Chattering black-necked stilts dance along the shoreline of the newly created estuarine wetland here, as a small flock of lesser scaup – ducks visiting for the season – splash and bob within eye shot in the manmade freshwater marsh.
This previously abandoned orange grove, once left to succumb to invasive Brazilian pepper trees and cogon grass, is transforming into a thriving freshwater and saltwater marsh system that will cleanse runoff from a nearby subdivision before it reaches Tampa Bay. In the process, it has become home to a wide variety of wading birds, blue crabs, red drum and snook. A bald eagle pair has successfully nested here for two years now.
Along the shoreline, the Southwest Florida Water Management District’s Surface Water Improvement and Management, or SWIM team has planted native grasses and the newly contoured soil is beginning to pop to life.
Native plants with names like star cups, pluchea, marsh fleabane and duck potato are taking root. Over on the salty side, nature has recruited white mangroves. And in the water, sea grass is starting to grow.
This 148-acre expanse of land just south of E.G. Simmons Park, was purchased by Hillsborough County in 2001 through its Environmental Lands Acquisition and Protection Program, or ELAPP. Funds from the Florida Department of Transportation paid for the transformation to mitigate wetland damage elsewhere, due to road construction.
“This was all drained for agriculture,” said SWIM Project Manager Mike Dalsis. “Historically, it was pine flatwoods.”
But because of the loss of so much shoreline marsh over the decades, the decision was made to create a water habitat here. “The loss of coastal freshwater habitat, especially, has been extensive,” he said.
The restored area has become part of a wildlife corridor between the Cockroach Bay preserve to the south and E.G. Simmons to the north. The last phase, now piled high with dirt, will be cleared over the next few months as the dirt is hauled off to be used for road beds and the last wetland will be created, Dalsis said.
Construction should be completed by December. Once it is finished, the land will be open to the public for foot traffic.
“Six to eight months ago, it looked like we were grading a golf course,” Dalsis said. “Now, in the morning, it’s crazy with wildlife,” he said, walking between the purslane, with its delicate lavender flowers, and hairy cow pea, a lovely spreading native plant with yellow flowers.
With the recent rains, the water plants and those along the shore are taking off even faster than he expected.
Some 50 white pelicans, wintering from the Midwest, whistling ducks, endangered wood storks, roseate spoonbills and other shorebirds have been frequent visitors.
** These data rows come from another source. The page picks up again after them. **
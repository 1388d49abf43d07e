//! Records persisted by the service and the status enums that drive them.

use chrono::{DateTime, Utc};
use serde::Serialize;
use serde_json::Value;
use sqlx::types::Json;

/// Lifecycle of a contribution.  Transitions only move forward:
/// `pending` → `kyc_submitted` → `completed`.
#[derive(Debug, Clone, Copy, PartialEq, Eq)]
pub enum ContributionStatus {
    /// Recorded, no donor information yet.
    Pending,
    /// A KYC record referencing this contribution exists.
    KycSubmitted,
    /// The linked KYC record was verified.
    Completed,
}

impl ContributionStatus {
    /// Return the identifier stored in the `status` column.
    pub fn as_str(&self) -> &'static str {
        match self {
            Self::Pending => "pending",
            Self::KycSubmitted => "kyc_submitted",
            Self::Completed => "completed",
        }
    }

    /// States a contribution may be in immediately before entering `self`.
    pub fn predecessors(&self) -> &'static [ContributionStatus] {
        match self {
            Self::Pending => &[],
            Self::KycSubmitted => &[Self::Pending],
            Self::Completed => &[Self::Pending, Self::KycSubmitted],
        }
    }
}

/// Outcome of a compliance review.
#[derive(Debug, Clone, Copy, PartialEq, Eq)]
pub enum VerificationStatus {
    Pending,
    Verified,
    Rejected,
    RequiresAdditionalInfo,
}

impl VerificationStatus {
    pub fn parse(raw: &str) -> Option<Self> {
        match raw {
            "pending" => Some(Self::Pending),
            "verified" => Some(Self::Verified),
            "rejected" => Some(Self::Rejected),
            "requires_additional_info" => Some(Self::RequiresAdditionalInfo),
            _ => None,
        }
    }

    pub fn as_str(&self) -> &'static str {
        match self {
            Self::Pending => "pending",
            Self::Verified => "verified",
            Self::Rejected => "rejected",
            Self::RequiresAdditionalInfo => "requires_additional_info",
        }
    }
}

/// A contribution row as stored in / read from the database.
#[derive(Debug, Clone, PartialEq, Serialize, sqlx::FromRow)]
pub struct Contribution {
    pub id: String,
    pub campaign_id: String,
    pub amount: f64,
    pub currency: String,
    pub transaction_hash: Option<String>,
    pub wallet_address: String,
    pub donor_info: Option<Json<Value>>,
    pub status: String,
    pub created_at: DateTime<Utc>,
    pub updated_at: DateTime<Utc>,
}

/// A validated, normalized contribution ready to be inserted.
#[derive(Debug, Clone, PartialEq)]
pub struct NewContribution {
    pub campaign_id: String,
    pub amount: f64,
    pub currency: String,
    pub transaction_hash: Option<String>,
    pub wallet_address: String,
    pub donor_info: Option<Value>,
}

/// A KYC row as stored in / read from the database.
#[derive(Debug, Clone, PartialEq, Serialize, sqlx::FromRow)]
pub struct KycRecord {
    pub id: String,
    pub contribution_id: String,
    pub full_name: String,
    pub email: String,
    pub address: String,
    pub city: String,
    pub state: String,
    pub zip_code: String,
    pub country: String,
    pub occupation: Option<String>,
    pub employer: Option<String>,
    pub verification_status: String,
    pub verification_notes: Option<String>,
    pub created_at: DateTime<Utc>,
    pub updated_at: DateTime<Utc>,
}

/// A validated KYC submission ready to be inserted.
#[derive(Debug, Clone, PartialEq)]
pub struct NewKycRecord {
    pub contribution_id: String,
    pub full_name: String,
    pub email: String,
    pub address: String,
    pub city: String,
    pub state: String,
    pub zip_code: String,
    pub country: String,
    pub occupation: Option<String>,
    pub employer: Option<String>,
}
Just next door, where the county’s environmental land acquisition program owns another 80 acres, exotic plant removal is about to begin. Forest Turbiville, division manager for the county’s conservation services and regional parks, said the Brazilian peppers and cogon grass will be removed. Then the area will be retreated to ensure that seeds don’t spread into the Bahia Beach preserve.
“We wanted to get all of the exotics out of there so they won’t re-invade the restoration site,” he said.
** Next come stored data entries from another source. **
//! Per-client fixed-window limiter for contribution creation.
//!
//! State lives in process memory behind a mutex: counters reset on restart
//! and are not shared between instances, so limits hold per instance only.

use std::collections::HashMap;
use std::net::SocketAddr;
use std::sync::{Arc, Mutex, MutexGuard, PoisonError};
use std::time::{Duration, Instant};

use axum::http::HeaderMap;
use tracing::{debug, info};

#[derive(Debug)]
struct Window {
    count: u32,
    reset_at: Instant,
}

#[derive(Debug)]
pub struct RateLimiter {
    max_requests: u32,
    window: Duration,
    windows: Mutex<HashMap<String, Window>>,
}

impl RateLimiter {
    pub fn new(max_requests: u32, window: Duration) -> Self {
        Self {
            max_requests,
            window,
            windows: Mutex::new(HashMap::new()),
        }
    }

    /// Record an attempt from `client` and report whether it is allowed.
    pub fn check(&self, client: &str) -> bool {
        self.check_at(client, Instant::now())
    }

    pub fn check_at(&self, client: &str, now: Instant) -> bool {
        let mut windows = self.lock();

        let Some(entry) = windows.get_mut(client) else {
            windows.insert(
                client.to_string(),
                Window {
                    count: 1,
                    reset_at: now + self.window,
                },
            );
            return true;
        };

        if now > entry.reset_at {
            entry.count = 1;
            entry.reset_at = now + self.window;
            return true;
        }

        if entry.count >= self.max_requests {
            debug!(client, count = entry.count, "rate limit exceeded");
            return false;
        }

        entry.count += 1;
        true
    }

    /// Drop windows that have already expired.  Returns how many were removed.
    pub fn purge_expired(&self, now: Instant) -> usize {
        let mut windows = self.lock();
        let before = windows.len();
        windows.retain(|_, w| now <= w.reset_at);
        before - windows.len()
    }

    pub fn tracked_clients(&self) -> usize {
        self.lock().len()
    }

    /// Human readable retry hint, e.g. `"5 minutes"`.
    pub fn retry_hint(&self) -> String {
        let secs = self.window.as_secs();
        match (secs / 60, secs % 60) {
            (1, 0) => "1 minute".to_string(),
            (mins, 0) if mins > 0 => format!("{mins} minutes"),
            _ => format!("{secs} seconds"),
        }
    }

    fn lock(&self) -> MutexGuard<'_, HashMap<String, Window>> {
        // Counters stay usable even if a holder panicked.
        self.windows.lock().unwrap_or_else(PoisonError::into_inner)
    }
}

/// Background task that keeps the window map from growing without bound.
pub async fn run_sweeper(limiter: Arc<RateLimiter>, interval: Duration) {
    info!("Rate-limit sweeper running every {}s", interval.as_secs());
    let mut ticker = tokio::time::interval(interval);
    loop {
        ticker.tick().await;
        let removed = limiter.purge_expired(Instant::now());
        if removed > 0 {
            debug!(
                removed,
                remaining = limiter.tracked_clients(),
                "purged expired rate-limit windows"
            );
        }
    }
}

/// Identify the caller: first `X-Forwarded-For` entry, else the peer IP.
pub fn client_key(headers: &HeaderMap, peer: Option<SocketAddr>) -> String {
    headers
        .get("x-forwarded-for")
        .and_then(|v| v.to_str().ok())
        .and_then(|v| v.split(',').next())
        .map(str::trim)
        .filter(|v| !v.is_empty())
        .map(String::from)
        .or_else(|| peer.map(|addr| addr.ip().to_string()))
        .unwrap_or_else(|| "unknown".to_string())
}

// ─────────────────────────────────────────────────────────
// Unit tests
// ─────────────────────────────────────────────────────────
Once that is done, trappers will come in to remove destructive feral hogs that have been known to un-do a lot of restoration work as they root along the shoreline.
“We hope to get started on that in May,” Turbiville said. “At some point we will also do some upland restoration,” when funds become available.
The $1.7 million water management district project will be the flagship for mitigation projects in the county, due to its size, scope and location, since it will be an addition to the county’s wildlife corridor, Dalsis said.